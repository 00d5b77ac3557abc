use crate::db::log::audit;
use crate::db::pool::DbPool;
use crate::db::queries::{delete_session, find_session, insert_session, load_sessions, update_session};
use crate::errors::{AppError, AppResult};
use crate::models::session::Session;
use crate::models::subject::required_name;
use crate::ui::messages::{info, success};
use crate::utils::formatting::{mins2readable, truncate};
use crate::utils::table::Table;
use chrono::NaiveDate;

/// Fields of a session that `edit` may change.
#[derive(Debug, Default)]
pub struct SessionPatch<'a> {
    pub subject: Option<&'a str>,
    pub minutes: Option<i64>,
    pub date: Option<NaiveDate>,
    pub notes: Option<&'a str>,
}

/// A single session cannot last longer than a day.
pub const MAX_SESSION_MINUTES: i64 = 24 * 60;

fn validate_minutes(minutes: i64) -> AppResult<i64> {
    if minutes < 0 {
        return Err(AppError::NegativeDuration(minutes));
    }
    if minutes == 0 {
        return Err(AppError::Validation("minutes must be greater than zero".into()));
    }
    if minutes > MAX_SESSION_MINUTES {
        return Err(AppError::Validation(format!(
            "minutes must be at most {MAX_SESSION_MINUTES}"
        )));
    }
    Ok(minutes)
}

/// Business logic for the `session` command.
pub struct SessionLogic;

impl SessionLogic {
    pub fn add(
        pool: &mut DbPool,
        subject: &str,
        minutes: i64,
        date: NaiveDate,
        notes: Option<&str>,
    ) -> AppResult<i64> {
        let subject = required_name(subject, "Subject")?;
        let minutes = validate_minutes(minutes)?;

        let session = Session::new(&subject, minutes, date, notes);
        let id = insert_session(&pool.conn, &session)?;

        audit(
            &pool.conn,
            "add",
            &format!("session #{id}"),
            &format!("{} min of '{}' on {}", minutes, subject, session.date_str()),
        );

        success(format!(
            "Session #{id} saved: {} of {} on {}.",
            mins2readable(minutes),
            subject,
            session.date_str()
        ));
        Ok(id)
    }

    pub fn edit(pool: &mut DbPool, id: i64, patch: SessionPatch) -> AppResult<Session> {
        let mut session = find_session(&pool.conn, id)?;

        if let Some(s) = patch.subject {
            session.subject = required_name(s, "Subject")?;
        }
        if let Some(m) = patch.minutes {
            session.minutes = validate_minutes(m)?;
        }
        if let Some(d) = patch.date {
            session.date = d;
        }
        if let Some(n) = patch.notes {
            session.notes = n.trim().to_string();
        }

        update_session(&pool.conn, &session)?;
        audit(
            &pool.conn,
            "edit",
            &format!("session #{id}"),
            &format!(
                "{} min of '{}' on {}",
                session.minutes,
                session.subject,
                session.date_str()
            ),
        );

        success(format!("Session #{id} updated."));
        Ok(session)
    }

    pub fn delete(pool: &mut DbPool, id: i64) -> AppResult<()> {
        delete_session(&pool.conn, id)?;
        audit(&pool.conn, "del", &format!("session #{id}"), "Deleted session");
        success(format!("Session #{id} deleted."));
        Ok(())
    }

    pub fn print_list(pool: &DbPool, bounds: Option<(NaiveDate, NaiveDate)>) -> AppResult<()> {
        let sessions = load_sessions(pool, bounds)?;

        match bounds {
            Some((s, e)) if s == e => println!("📅 Sessions for {s}:\n"),
            Some((s, e)) => println!("📅 Sessions from {s} to {e}:\n"),
            None => println!("📅 All sessions:\n"),
        }

        if sessions.is_empty() {
            info("No sessions found.");
            return Ok(());
        }

        let mut table = Table::with_headers(&["ID", "DATE", "SUBJECT", "TIME", "NOTES"]);
        for s in &sessions {
            table.add_row(vec![
                s.id.to_string(),
                s.date_str(),
                s.subject.clone(),
                mins2readable(s.minutes),
                truncate(&s.notes, 40),
            ]);
        }
        print!("{}", table.render());

        let total: i64 = sessions.iter().map(|s| s.minutes).sum();
        println!(
            "\n{} session(s), total {}",
            sessions.len(),
            mins2readable(total)
        );
        Ok(())
    }
}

══════════

Task directions:
Within the material, how many lines hold the string "than"? Give the number by itself.

Finished exercise:
2